Regarding how long the “global economic pause” will last, all developed economies are gradually moving toward phased relaxing of the initial rigid social distaning measures in order to allow economic life to resume its course. The risk of the pandemic resurging is the Sword of Damocles hanging over the outlook, but it seems reasonable to expect GDP to start recovering ahead of the summer. Recovering the level of economic activity prevailing before the crisis will take time, probably several quarters, but at least the dreaded scenario of a long-lasting depression seems to have been avoided.
The pace of this economic recovery will likely be the best gauge of how effective recent government interventions have been. Beyond mandatory support to the health care system, the fundamental aim of the public spending and guarantees is indeed to contain the blow to productive capacities so that businesses and households won’t be bankrupt when social distancing measures are finally eased. It is still too early to assess how much will be achieved on that front. Most companies have stopped providing earning guidance, and investors keep pace with the recovery to gain confidence on sales and earning prospects.
It is also still too difficult to gauge how much has already been priced in financial markets. The relief from probably avoiding a sustained depression thanks to government interventions may have fueled the April rally in equity markets. By the same token, however, we have a better sense of the pandemic’s spread and risk, which also rules out the scenario of a rapid return to the pre-crisis levels. Between these two extremes, the span of outcomes is pretty wide. For investors, it requires finding a balance between being exposed to the expected gradual economic recovery and remaining wary of all the numerous risks and unknowns in the months ahead (including those not directly related to the pandemic, such as political or geopolitical ones).

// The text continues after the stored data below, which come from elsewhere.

//! Application service: the `install` use-case.
//!
//! Imports only from `crate::domain` and `crate::application::ports`.
//! Order: host probe, privilege and architecture gates, "proceed?" gate,
//! interview, phase sequence, "start now?" gate, summary. Nothing on the
//! host changes before the interview has finished.

use std::path::PathBuf;

use anyhow::Result;
use chrono::{DateTime, Utc};

use crate::application::ports::{CommandRunner, LocalFs, ProgressReporter, Prompter};
use crate::application::services::health_verifier;
use crate::application::services::host_probe::{
    self, has_local_model, is_on_path, node_major, run_checked,
};
use crate::application::services::interview::collect_profile;
use crate::application::services::registrar::{register, resolve_agent_binary, start_service};
use crate::application::services::sequencer::{PhaseHandler, run_phases};
use crate::application::services::templates::{self, CONFIG_DIR_MODE};
use crate::domain::env_file::EnvEntry;
use crate::domain::error::ProvisionError;
use crate::domain::host::{self, ArchVerdict, HostFacts};
use crate::domain::layout::InstallLayout;
use crate::domain::persona::PersonaTemplate;
use crate::domain::phase::{PhaseId, Readiness, phase_plan};
use crate::domain::profile::ConfigurationProfile;
use crate::domain::service::ServiceDescriptor;
use crate::domain::settings::Settings;
use crate::domain::summary::{ProvisionSummary, SummaryInputs, collect_gaps};

/// Operator flags for one install run.
#[derive(Debug, Clone, Copy, Default)]
pub struct InstallOptions {
    /// Continue on an unsupported architecture without asking.
    pub allow_unsupported_arch: bool,
}

/// Ports the install use-case talks through.
pub struct InstallPorts<'a, C, F, P, R> {
    pub runner: &'a C,
    pub fs: &'a F,
    pub prompter: &'a P,
    pub reporter: &'a R,
}

/// Provision the host.
///
/// # Errors
///
/// Returns [`ProvisionError::ElevatedPrivileges`] when run as root,
/// [`ProvisionError::UnsupportedArchitecture`] or [`ProvisionError::Declined`]
/// when the operator stops at the first gate, and
/// [`ProvisionError::PhaseFailed`] when a fatal phase fails.
pub async fn run_install<C, F, P, R>(
    ports: &InstallPorts<'_, C, F, P, R>,
    settings: &Settings,
    layout: &InstallLayout,
    personas: &[PersonaTemplate],
    options: InstallOptions,
) -> Result<ProvisionSummary>
where
    C: CommandRunner,
    F: LocalFs,
    P: Prompter,
    R: ProgressReporter,
{
    let facts = host_probe::probe_host(ports.runner).await?;
    host::check_privileges(facts.uid)?;
    initial_gate(ports, settings, &facts, options)?;

    let profile = collect_profile(ports.prompter, ports.reporter, settings)?;
    let plan = phase_plan(
        settings,
        profile.local_model.as_ref().map(|m| m.as_str()),
    );

    let mut phases = ProvisionPhases {
        runner: ports.runner,
        fs: ports.fs,
        reporter: ports.reporter,
        settings,
        layout,
        profile: &profile,
        facts: &facts,
        personas,
        now: Utc::now(),
        secrets: Vec::new(),
        preserved_missing: Vec::new(),
        agent_binary: None,
    };
    let report = run_phases(&plan, &mut phases, ports.reporter).await?;

    let service_started = final_gate(ports, settings).await?;

    let config = ports.fs.read_to_string(&layout.config_file)?;
    let gaps = collect_gaps(&SummaryInputs {
        report: &report,
        config: config.as_deref(),
        preserved_missing: &phases.preserved_missing,
        service_started,
        settings,
        layout,
    });
    Ok(ProvisionSummary {
        report,
        service_started,
        gaps,
    })
}

fn initial_gate<C, F, P, R>(
    ports: &InstallPorts<'_, C, F, P, R>,
    settings: &Settings,
    facts: &HostFacts,
    options: InstallOptions,
) -> Result<()>
where
    P: Prompter,
    R: ProgressReporter,
{
    match host::check_architecture(
        &facts.arch,
        &settings.host.supported_arch,
        options.allow_unsupported_arch,
    ) {
        Ok(ArchVerdict::Supported) => {}
        Ok(ArchVerdict::Overridden) => {
            ports
                .reporter
                .warn(&format!("Continuing on unsupported architecture {}", facts.arch));
        }
        Err(e) => {
            let prompt = format!(
                "Architecture {} is not supported. Continue anyway? [y/N]",
                facts.arch
            );
            if !ports.prompter.confirm(&prompt)? {
                return Err(e);
            }
            ports
                .reporter
                .warn(&format!("Continuing on unsupported architecture {}", facts.arch));
        }
    }

    let prompt = format!(
        "Install and configure {} for user {}? [y/N]",
        settings.agent.binary, facts.user
    );
    if !ports.prompter.confirm(&prompt)? {
        return Err(ProvisionError::Declined.into());
    }
    Ok(())
}

/// Returns whether the service is running afterwards.
async fn final_gate<C, F, P, R>(
    ports: &InstallPorts<'_, C, F, P, R>,
    settings: &Settings,
) -> Result<bool>
where
    C: CommandRunner,
    P: Prompter,
    R: ProgressReporter,
{
    let unit = &settings.agent.unit_name;
    if !ports
        .prompter
        .confirm(&format!("Start the {unit} service now? [y/N]"))?
    {
        ports
            .reporter
            .step(&format!("Start it later with: sudo systemctl start {unit}"));
        return Ok(false);
    }
    match start_service(ports.runner, unit, settings.timeouts.probe()).await {
        Ok(()) => {
            ports.reporter.success(&format!("{unit} started"));
            Ok(true)
        }
        Err(e) => {
            ports.reporter.warn(&format!("could not start {unit}: {e:#}"));
            Ok(false)
        }
    }
}

// ── Phase handler ─────────────────────────────────────────────────────────────

/// Preconditions and actions of every install phase.
///
/// Holds what later phases need from earlier ones: the secrets written to
/// disk and the resolved agent binary.
pub struct ProvisionPhases<'a, C, F, R> {
    pub runner: &'a C,
    pub fs: &'a F,
    pub reporter: &'a R,
    pub settings: &'a Settings,
    pub layout: &'a InstallLayout,
    pub profile: &'a ConfigurationProfile,
    pub facts: &'a HostFacts,
    pub personas: &'a [PersonaTemplate],
    pub now: DateTime<Utc>,
    /// Entries of the environment file after `environment-secrets`.
    pub secrets: Vec<EnvEntry>,
    /// Fragments missing from a preserved structured config.
    pub preserved_missing: Vec<String>,
    pub agent_binary: Option<PathBuf>,
}

impl<C, F, R> ProvisionPhases<'_, C, F, R>
where
    C: CommandRunner,
    F: LocalFs,
    R: ProgressReporter,
{
    async fn install(&self, program: &str, args: &[&str]) -> Result<()> {
        run_checked(self.runner, program, args, self.settings.timeouts.install())
            .await
            .map(|_| ())
    }

    fn local_model(&self) -> Option<&str> {
        self.profile.local_model.as_ref().map(|m| m.as_str())
    }

    async fn agent_binary(&mut self) -> Result<PathBuf> {
        if let Some(path) = &self.agent_binary {
            return Ok(path.clone());
        }
        let path =
            resolve_agent_binary(self.runner, self.fs, &self.settings.agent.binary, self.layout)
                .await?;
        self.agent_binary = Some(path.clone());
        Ok(path)
    }

    async fn check_model(&self, model: Option<&str>, reason: &str) -> Result<Readiness> {
        let Some(model) = model else {
            return Ok(Readiness::NotNeeded(reason.to_string()));
        };
        if has_local_model(self.runner, model).await? {
            Ok(Readiness::Done)
        } else {
            Ok(Readiness::Pending)
        }
    }

    async fn pull_model(&self, model: Option<&str>) -> Result<()> {
        let Some(model) = model else {
            return Ok(());
        };
        self.install("ollama", &["pull", model]).await
    }

    fn secondary_model(&self) -> Option<&str> {
        self.local_model()
            .and(self.settings.models.secondary_model.as_deref())
    }
}

impl<C, F, R> PhaseHandler for ProvisionPhases<'_, C, F, R>
where
    C: CommandRunner,
    F: LocalFs,
    R: ProgressReporter,
{
    async fn check(&mut self, id: PhaseId) -> Result<Readiness> {
        let settings = self.settings;
        let layout = self.layout;
        let done = |ok: bool| if ok { Readiness::Done } else { Readiness::Pending };

        Ok(match id {
            PhaseId::SystemPackages => {
                let mut all = true;
                for tool in &settings.host.required_tools {
                    all &= is_on_path(self.runner, tool).await;
                }
                done(all)
            }
            PhaseId::NodeRuntime => done(
                node_major(self.runner)
                    .await
                    .is_some_and(|major| major >= settings.host.node_major_min),
            ),
            PhaseId::AgentInstall => done(
                resolve_agent_binary(self.runner, self.fs, &settings.agent.binary, layout)
                    .await
                    .is_ok(),
            ),
            PhaseId::LocalModelRuntime => {
                if self.local_model().is_none() {
                    Readiness::NotNeeded("no local model selected".to_string())
                } else {
                    done(is_on_path(self.runner, "ollama").await)
                }
            }
            PhaseId::LocalModelPull => {
                self.check_model(self.local_model(), "no local model selected")
                    .await?
            }
            PhaseId::SecondaryModelPull => {
                self.check_model(self.secondary_model(), "no secondary model needed")
                    .await?
            }
            PhaseId::BrowserRuntime => {
                if settings.browser.enabled {
                    done(
                        self.fs.exists(std::path::Path::new(&settings.browser.executable))
                            || is_on_path(self.runner, &settings.browser.package).await,
                    )
                } else {
                    Readiness::NotNeeded("browser disabled in settings".to_string())
                }
            }
            PhaseId::WorkspaceDirs => done(layout.owned_dirs().iter().all(|d| self.fs.exists(d))),
            PhaseId::StructuredConfig => {
                if self.fs.exists(&layout.config_file) {
                    self.preserved_missing =
                        templates::audit_preserved_config(self.fs, self.profile, layout)?;
                    self.reporter.step(&format!(
                        "keeping existing {}",
                        layout.config_file.display()
                    ));
                    Readiness::Done
                } else {
                    Readiness::Pending
                }
            }
            PhaseId::PersonaDocuments => {
                done(layout.persona_paths().iter().all(|p| self.fs.exists(p)))
            }
            PhaseId::ShellProfile => {
                done(templates::shell_profile_present(self.fs, settings, layout)?)
            }
            PhaseId::EnvironmentSecrets | PhaseId::ServiceUnit | PhaseId::Diagnostics => {
                Readiness::Pending
            }
        })
    }

    async fn apply(&mut self, id: PhaseId) -> Result<()> {
        let settings = self.settings;
        let layout = self.layout;

        match id {
            PhaseId::SystemPackages => {
                self.install("sudo", &["apt-get", "update"]).await?;
                let mut args = vec!["apt-get", "install", "-y"];
                args.extend(settings.host.packages.iter().map(String::as_str));
                self.install("sudo", &args).await
            }
            PhaseId::NodeRuntime => {
                let setup_url = settings.host.node_setup_url.as_deref();
                if let Some(url) = setup_url {
                    self.install("sh", &["-c", &host::node_source_script(url)])
                        .await?;
                }
                let mut args = vec!["apt-get", "install", "-y"];
                args.extend(host::node_packages(setup_url));
                self.install("sudo", &args).await?;
                match node_major(self.runner).await {
                    Some(major) if major >= settings.host.node_major_min => Ok(()),
                    found => anyhow::bail!(
                        "Node.js {} or newer is required, found {}",
                        settings.host.node_major_min,
                        found.map_or_else(|| "none".to_string(), |m| m.to_string())
                    ),
                }
            }
            PhaseId::AgentInstall => {
                self.install("sudo", &["npm", "install", "-g", &settings.agent.npm_package])
                    .await?;
                self.agent_binary().await.map(|_| ())
            }
            PhaseId::LocalModelRuntime => {
                let script = format!("curl -fsSL {} | sh", settings.models.ollama_installer_url);
                self.install("sh", &["-c", &script]).await
            }
            PhaseId::LocalModelPull => self.pull_model(self.local_model()).await,
            PhaseId::SecondaryModelPull => self.pull_model(self.secondary_model()).await,
            PhaseId::BrowserRuntime => {
                self.install("sudo", &["apt-get", "install", "-y", &settings.browser.package])
                    .await
            }
            PhaseId::WorkspaceDirs => {
                for dir in layout.owned_dirs() {
                    self.fs.create_dir_all(dir)?;
                }
                self.fs.set_permissions(&layout.config_dir, CONFIG_DIR_MODE)
            }
            PhaseId::EnvironmentSecrets => {
                // The directory may predate this tool with a wider mode.
                self.fs.set_permissions(&layout.config_dir, CONFIG_DIR_MODE)?;
                self.secrets =
                    templates::write_env_secrets(self.fs, self.profile, layout, self.now)?;
                Ok(())
            }
            PhaseId::StructuredConfig => templates::write_structured_config(
                self.fs,
                self.profile,
                &self.secrets,
                settings,
                layout,
            )
            .map(|_| ()),
            PhaseId::PersonaDocuments => {
                templates::write_persona_docs(self.fs, self.personas, self.profile, layout)
                    .map(|_| ())
            }
            PhaseId::ShellProfile => {
                templates::write_shell_profile(self.fs, settings, layout).map(|_| ())
            }
            PhaseId::ServiceUnit => {
                let binary = self.agent_binary().await?;
                let descriptor = ServiceDescriptor::derive(
                    &binary,
                    &self.facts.user,
                    &self.facts.group,
                    settings,
                    layout,
                );
                register(self.runner, &descriptor, layout, settings.timeouts.probe()).await
            }
            PhaseId::Diagnostics => {
                let binary = self.agent_binary().await?;
                let report =
                    health_verifier::verify(self.runner, &binary, settings.timeouts.doctor())
                        .await;
                if report.passed {
                    return Ok(());
                }
                for line in &report.excerpt {
                    self.reporter.warn(&format!("  {line}"));
                }
                anyhow::bail!(report.headline())
            }
        }
    }
}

In this context, we maintain the stance adopted since early April. Portfolios keep a defensive tilt, but we believe that High Grade corporate bonds offer very attractive opportunities supported by central bank policies that have addressed the acute liquidity issue of March. The same cannot be said of the High Yield bond market and Emerging Market debt, for which uncertainties regarding the economic outlook outweigh the impact of very accommodative monetary policies. We now see little potential for further decline in long term rates, and fewer diversification benefits of government bonds than in the past, with the exception of inflation-linked government bonds that still offer value, along with gold, given currently depressed inflation expectations and negative real rates. Finally, we maintain our equity allocation close to a neutral level, while tilting geographical and sectorial exposure toward quality and balance sheet strength and keeping protections against a still possible second downside movement.